Toh et al. (2011) evaluated the inhibitory effects of G-Rk1 (0.25 µg/ml) on cell growth of liver cancer cell lines (human hepatocellular carcinoma cells (HepG2), SNU449, and SNU182). A significant reduction of cell viability caused by G-Rk1 at 0.25 mg/ml was recorded (p < 0.001). The inhibition concentration (IC50) value of G-Rk1 for inhibiting growth in the SNU449 cell line for 48 h was evaluated 0.08 mg/ml (100 µM) by using the WST-1 assay. These results indicated that G-Rk1 is one of the most anti-proliferative ginsenosides of raw and steamed P. notoginseng. Similarly, Quan et al. (2015) revealed that the HepG2 cell viability was reduced to 23% and 15% compared to the vehicle control when treated with G-Rk1 at 40 µM and 80 µM for 24 h, respectively (Quan et al., 2015).
Ko et al. (2009) evaluated the effect of G-Rk1 on cell viability of HepG2 cells after 24 h incubation in concentrations of 50, 75, 100 µM in the presence of 0.1 µM taxol which was used as a positive control. Compared with the vehicle control, G-Rk1 (at a dose of 100 µM) inhibited HepG2 cell proliferation by about 40%. When HepG2 cells were exposed to various concentrations of G-RK1 for 24 h (from 50 to 100 µM), the inhibitory effect on growth rate raised significantly, from 8 to 37.5%, in a dose-dependent manner. In addition, the cell viability was also tested when bafilomycin A1 was added to G-Rk1 (100 µM) and then, three independent experiments showed that this co-treatment enhanced HepG2 cell death more than the cells that were treated with 100 µM of G-Rk1 alone. In this experiment, to verify the effects of this combination and exclude cytotoxicity of bafilomycin A1, cytotoxicity was measured after 24 h and no cytotoxicity was detected.

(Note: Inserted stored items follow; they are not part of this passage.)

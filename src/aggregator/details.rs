use serde::Serialize;
use std::collections::{BTreeMap, BTreeSet};
use crate::{GroupIdentity, Metric, QuantileSummary, SummaryRow};

#[derive(Debug, Clone, PartialEq, Serialize)]
pub struct LocationSummary {
    pub location: String,
    pub summary: QuantileSummary,
}

#[derive(Debug, Clone, PartialEq, Serialize)]
pub struct MetricDetail {
    pub total_measurements: u64,
    pub locations: Vec<LocationSummary>,
}

/// Everything stored about one operator, across all of its locations.
#[derive(Debug, Clone, PartialEq, Serialize)]
pub struct GroupDetails {
    pub group: GroupIdentity,
    pub label: String,
    pub location_count: usize,
    pub metrics: BTreeMap<Metric, MetricDetail>,
}

pub fn group_details<'a, I>(rows: I, group: &GroupIdentity) -> Option<GroupDetails>
where
    I: IntoIterator<Item = &'a SummaryRow>,
{
    let mut locations = BTreeSet::new();
    let mut metrics: BTreeMap<Metric, MetricDetail> = BTreeMap::new();

    for row in rows.into_iter().filter(|row| &row.group == group) {
        locations.insert(row.key.clone());

        for (metric, summary) in &row.stats {
            let detail = metrics.entry(*metric).or_insert_with(|| MetricDetail {
                total_measurements: 0,
                locations: Vec::new(),
            });
            detail.total_measurements = detail.total_measurements.saturating_add(summary.count);
            detail.locations.push(LocationSummary {
                location: row.key.clone(),
                summary: summary.clone(),
            });
        }
    }

    if locations.is_empty() {
        return None;
    }

    for detail in metrics.values_mut() {
        detail.locations.sort_by(|a, b| a.location.cmp(&b.location));
    }

    Some(GroupDetails {
        group: group.clone(),
        label: group.label(),
        location_count: locations.len(),
        metrics,
    })
}
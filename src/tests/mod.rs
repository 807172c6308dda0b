mod storage;
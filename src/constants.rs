use lazy_static::lazy_static;
use crate::Metric;

lazy_static! {
    /// Starlink autonomous systems, always drawn first.
    pub static ref STARLINK_ASNS: Vec<u32> = vec![STARLINK_ASN, 27277, 45700];

    /// Metrics summarized for every group, in blob order.
    pub static ref SUMMARY_METRICS: Vec<Metric> = vec![
        Metric::Download,
        Metric::Upload,
        Metric::Latency,
        Metric::Jitter,
        Metric::Loss,
    ];
}

/// Operator the Starlink state export is attributed to.
pub const STARLINK_ASN: u32 = 14593;
pub const STARLINK_NAME: &str = "Starlink";

pub const MIN_GROUP_OBSERVATIONS: usize = 10;
pub const MIN_LOCATION_OBSERVATIONS: usize = 1000;

/// Series drawn for a single location, distinguished groups included.
pub const MAX_LOCATION_GROUPS: usize = 10;

pub const SAMPLE_CAP: usize = 50;
pub const MEDIAN_SHARE: f64 = 0.5;
pub const Q1_SHARE: f64 = 0.25;
pub const SPREAD_DIVISOR: f64 = 4.0;
pub const OUTLIER_CEILING: f64 = 2.0;
pub const SPREAD_EPSILON: f64 = 1e-9;

/// Tukey fence multiplier applied to the IQR.
pub const FENCE_MULTIPLIER: f64 = 1.5;

pub const BITS_PER_MEGABIT: f64 = 1e6;

pub const PROCESSED_PREFIX: &str = "processed";
pub const SUMMARY_SUFFIX: &str = "_boxplot_stats.parquet";
pub const REGIONAL_MEANS_FILE: &str = "processed/regional_means.parquet";
pub const STARLINK_STATES_FILE: &str = "processed/starlink_state_p50.parquet";
pub const METADATA_FILE: &str = "processed/metadata.json";

pub const DEFAULT_COUNTRY: &str = "US";
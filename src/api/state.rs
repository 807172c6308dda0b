use std::sync::Arc;
use object_store::ObjectStore;
use crate::{Config, Reconstructor, SummaryReader};

#[derive(Clone)]
pub struct AppState {
    pub store: Arc<dyn ObjectStore>,
    pub config: Arc<Config>,
}

impl AppState {
    pub fn new(store: Arc<dyn ObjectStore>, config: Config) -> Self {
        Self {
            store,
            config: Arc::new(config),
        }
    }

    pub fn reader(&self) -> SummaryReader {
        SummaryReader::new(Arc::clone(&self.store))
    }

    pub fn reconstructor(&self) -> Reconstructor {
        Reconstructor::new(self.config.reconstruction)
    }
}
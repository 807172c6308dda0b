use arrow::array::{Array, Float64Array, StringArray, UInt64Array};
use arrow::record_batch::RecordBatch;
use tracing::error;
use crate::{Error, Result};

fn column<'a, A: Array + 'static>(batch: &'a RecordBatch, name: &str, kind: &str) -> Result<&'a A> {
    let idx = batch.schema().index_of(name).map_err(|e| {
        error!("Failed to get {} column index: {}", name, e);
        Error::Arrow(format!("Missing column {}: {}", name, e))
    })?;

    batch
        .column(idx)
        .as_any()
        .downcast_ref::<A>()
        .ok_or_else(|| {
            error!("Failed to cast {} column to {}", name, kind);
            Error::Arrow(format!("Column {} is not a {}", name, kind))
        })
}

pub fn get_string_column<'a>(batch: &'a RecordBatch, name: &str) -> Result<&'a StringArray> {
    column(batch, name, "StringArray")
}

pub fn get_uint64_column<'a>(batch: &'a RecordBatch, name: &str) -> Result<&'a UInt64Array> {
    column(batch, name, "UInt64Array")
}

pub fn get_float64_column<'a>(batch: &'a RecordBatch, name: &str) -> Result<&'a Float64Array> {
    column(batch, name, "Float64Array")
}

In the study of Kim et al. (2008) they assessed the effects of G-Rk1 on cell viability of HepG2 cells. The concentrations of G-Rk1 ranging from 12.5 to 100 µM with 0.5 (v/v) dimethyl sulphoxide added as control and incubated the cells for 48 h were used in this study. At 75 and 100 µM of G-Rk1, the effect of G-Rk1 induced cell death was maximized to 55% and 95% cell death respectively. In addition, the results revealed that the treatment of HepG2 cells with 100 µM G-Rk1, the fraction of early apoptotic cells increased from 0.46 to 16.23% and the underlying mechanism by which G-Rk1 induces the mitochondria-independent apoptosis can be through the activation of caspase-8, the signaling cascade of the one not associated with Fas-associated death domain expression.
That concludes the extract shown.